Сказка
Она говорит: «Расскажи что-нибудь, не молчи».
– Что? – спрашивает он, не открывая глаз.
Хорошо.
Она задумывается, палец в волосках на груди.
– Что хочешь.
– Сказку?
– Да, – она кладет голову ему на плечо и добавляет, – про любовь.
– Про однополую любовь?
Она хихикает.
Ты открываешь глаза.
Когда тебя выдергивают из грез, это не беда. В конце концов, все грезы живут в твоей голове. Немцы почитают свойством зимних туч то, что те осыпают землю снегом. Для бабочек такие тучи означают смерть. А кто-то уверен, что их можно разогнать молитвой. Ты говоришь «ладно» и закрываешь глаза.
Ты снова видишь свою равнину.
Ты начинаешь так: «Однажды…»
Бежал однажды молодой обезбашенный ветер по своим дурным беспонтовым делам и забежал не туда. Он заигрался, понимаете, с мохнатой гусеницей. Пребывая в слегка легкомысленном настроении, он пел, не разбирая слов своей песни, пел и бежал, гусеницу же он нес в своих ватных пальцах и забавлялся, перебирая тысячу ее волосков и сотню ножек, – так он бежал, пока на пути его не вырос холм. Тогда он запел еще громче и взлетел на холм вихрем. На вершине он споткнулся о большущего рыжего зверя, дремавшего там, грезившего о чем-то своем, – а своего там было понемногу от пса, медведя и кота.

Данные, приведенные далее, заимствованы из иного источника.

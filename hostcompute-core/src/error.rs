// SPDX-License-Identifier: Apache-2.0
// Copyright 2025 Ankit Kumar Pandey

//! Custom error types for the lifecycle coordinator.
//!
//! Host failures are carried as result codes so that one failed completion can
//! be handed to every waiter. Everything else is an explicit enum variant.

use std::fmt;
use std::path::PathBuf;

use thiserror::Error;

use crate::types::ContainerId;

/// A host service result code (an HRESULT).
#[derive(Debug, Clone, Copy, PartialEq, Eq, Hash)]
pub struct ResultCode(pub i32);

impl ResultCode {
    pub const SUCCESS: Self = Self(0);
    pub const PENDING: Self = Self(0xC037_0103_u32 as i32);
    pub const INVALID_STATE: Self = Self(0xC037_010B_u32 as i32);
    pub const SYSTEM_NOT_FOUND: Self = Self(0xC037_010E_u32 as i32);
    pub const SYSTEM_ALREADY_EXISTS: Self = Self(0xC037_010F_u32 as i32);
    pub const ALREADY_STOPPED: Self = Self(0xC037_0110_u32 as i32);
    pub const UNEXPECTED_EXIT: Self = Self(0xC037_0106_u32 as i32);
    pub const E_ABORT: Self = Self(0x8000_4004_u32 as i32);

    /// A code is a failure unless it is `SUCCESS` or `ALREADY_STOPPED`.
    pub const fn failed(self) -> bool {
        self.0 != Self::SUCCESS.0 && self.0 != Self::ALREADY_STOPPED.0
    }

    pub const fn value(self) -> i32 {
        self.0
    }

    const fn name(self) -> Option<&'static str> {
        match self {
            Self::SUCCESS => Some("SUCCESS"),
            Self::PENDING => Some("PENDING"),
            Self::INVALID_STATE => Some("INVALID_STATE"),
            Self::SYSTEM_NOT_FOUND => Some("SYSTEM_NOT_FOUND"),
            Self::SYSTEM_ALREADY_EXISTS => Some("SYSTEM_ALREADY_EXISTS"),
            Self::ALREADY_STOPPED => Some("ALREADY_STOPPED"),
            Self::UNEXPECTED_EXIT => Some("UNEXPECTED_EXIT"),
            Self::E_ABORT => Some("E_ABORT"),
            _ => None,
        }
    }
}

impl fmt::Display for ResultCode {
    fn fmt(&self, f: &mut fmt::Formatter<'_>) -> fmt::Result {
        match self.name() {
            Some(name) => write!(f, "{:#010x} ({})", self.0 as u32, name),
            None => write!(f, "{:#010x}", self.0 as u32),
        }
    }
}

impl From<i32> for ResultCode {
    fn from(code: i32) -> Self {
        Self(code)
    }
}

/// A failure reported by the host service, either synchronously from a
/// request or asynchronously through a notification.
#[derive(Debug, Clone, PartialEq, Eq, Error)]
#[error("host compute call failed with {code}{}", .detail.as_deref().map(|d| format!(": {d}")).unwrap_or_default())]
pub struct HcsError {
    pub code: ResultCode,
    pub detail: Option<String>,
}

impl HcsError {
    pub fn new(code: impl Into<ResultCode>, detail: Option<String>) -> Self {
        Self {
            code: code.into(),
            detail,
        }
    }

    /// Transport-level abort raised when the service disconnects.
    pub fn aborted() -> Self {
        Self::new(ResultCode::E_ABORT, None)
    }

    /// Raised on a start waiter when the system exits before starting.
    pub fn unexpected_exit() -> Self {
        Self::new(ResultCode::UNEXPECTED_EXIT, None)
    }

    pub fn is_aborted(&self) -> bool {
        self.code == ResultCode::E_ABORT
    }

    pub fn is_unexpected_exit(&self) -> bool {
        self.code == ResultCode::UNEXPECTED_EXIT
    }
}

/// Top-level error type for the coordinator.
#[derive(Debug, Error)]
pub enum ComputeError {
    // =========================================================================
    // Host Errors
    // =========================================================================
    #[error(transparent)]
    Hcs(#[from] HcsError),

    #[error("Compute system not found: {0}")]
    SystemNotFound(ContainerId),

    // =========================================================================
    // Lifecycle Errors
    // =========================================================================
    #[error("Invalid state for {operation}: {reason}")]
    InvalidState {
        operation: &'static str,
        reason: String,
    },

    #[error("Invalid state transition: {0}")]
    InvalidStateTransition(#[from] StateTransitionError),

    #[error("Object has already been disposed")]
    Disposed,

    // =========================================================================
    // Configuration Errors
    // =========================================================================
    #[error("Hard validation error: {0}")]
    HardValidation(#[from] HardValidationError),

    #[error("Configuration file not found: {path}")]
    ConfigNotFound { path: PathBuf },

    #[error("Configuration parse error: {message}")]
    ConfigParse { message: String },

    // =========================================================================
    // System Errors
    // =========================================================================
    #[error("Schema error: {context} - {source}")]
    Schema {
        context: &'static str,
        #[source]
        source: serde_json::Error,
    },

    #[error("IO error: {context} - {source}")]
    Io {
        context: &'static str,
        #[source]
        source: std::io::Error,
    },
}

impl ComputeError {
    /// The host error behind this failure, if there is one.
    pub fn as_hcs(&self) -> Option<&HcsError> {
        match self {
            Self::Hcs(e) => Some(e),
            _ => None,
        }
    }
}

/// Hard validation errors reject a configuration before anything is created.
#[derive(Debug, Error)]
pub enum HardValidationError {
    #[error("Missing required field: {field} in {context}")]
    MissingRequiredField {
        field: &'static str,
        context: String,
    },

    #[error("Invalid field value: {field} = {value} - {reason}")]
    InvalidFieldValue {
        field: &'static str,
        value: String,
        reason: String,
    },

    #[error("Schema validation failed: {message}")]
    SchemaValidation { message: String },
}

/// State transition errors for the system and process state machines.
#[derive(Debug, Error)]
pub enum StateTransitionError {
    #[error("Cannot transition from {from} to {to} for {subject}")]
    InvalidTransition {
        subject: String,
        from: &'static str,
        to: &'static str,
    },

    #[error("{subject} is in terminal state: {state}")]
    TerminalState {
        subject: String,
        state: &'static str,
    },
}

/// Result type alias using ComputeError.
pub type ComputeResult<T> = Result<T, ComputeError>;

«Как там Фишка? – думает Даша. – Мы ведь оставили его без еды». Ей становится жалко своего белого кота, и еще становится так: чуть-чуть грустно и ровно.
Ветер споткнулся о зверя и разбудил того. Зверь зарычал, и столько в его голосе было досады и боли, что ветру не по себе стало, и решил он отвалить по-бырому. Вот только, споткнувшись, он выронил гусеницу, а убегая, он про нее и забыл – что у молодого ветра в голове, кроме пыли – он успел только удивиться месту, в которое забрел (это была бурая, однообразная равнина без деревьев, без солнца, но с курганом ровно посредине и цепью холмов по краю), и дальше побежал по своим дурным делам ветер.
А гусеница упала прямо на зверя, в его загривок, там ее волоски и ножки сплелись с его густой шерстью, и она снова затихла. Зверь же попытался опять уснуть, чтобы вернуть то, о чем грезил во сне, но не смог вспомнить свой сон. Все потому, что сон этот теперь видела гусеница в его загривке, появления которой он даже не заметил. Рыкнул еще раз печально зверь и побежал прочь с холма – он хоть и потерял сон, но продолжал жить своей жизнью.
И день потянулся за днем.
Когда же наконец гусеница досмотрела сон, придуманный другим, она проснулась и сама стала другой: из мохнатого червячка она превратилась в красавицу-бабочку, легкую, изящную, нежную. Она взлетела, отпустив звериные волоски, вдохнула пыльный воздух древней равнины, и сердце ее чуть не остановилось – от восторга. Невероятно пригожим показалось ей все вокруг, в особенности зверь, большой, матерый, мужественнейший, самец, одним словом, да еще с теплым густым мехом – тем, что полностью заполнил и щекотал ее короткую память. Она сразу полюбила зверя, возможно, просто потому, что ничего и никого другого она не видела и не знала, а без любви ей было никак – бабочки без любви долго не живут.
Но зверь не заметил ни ее, ни ее перерождения.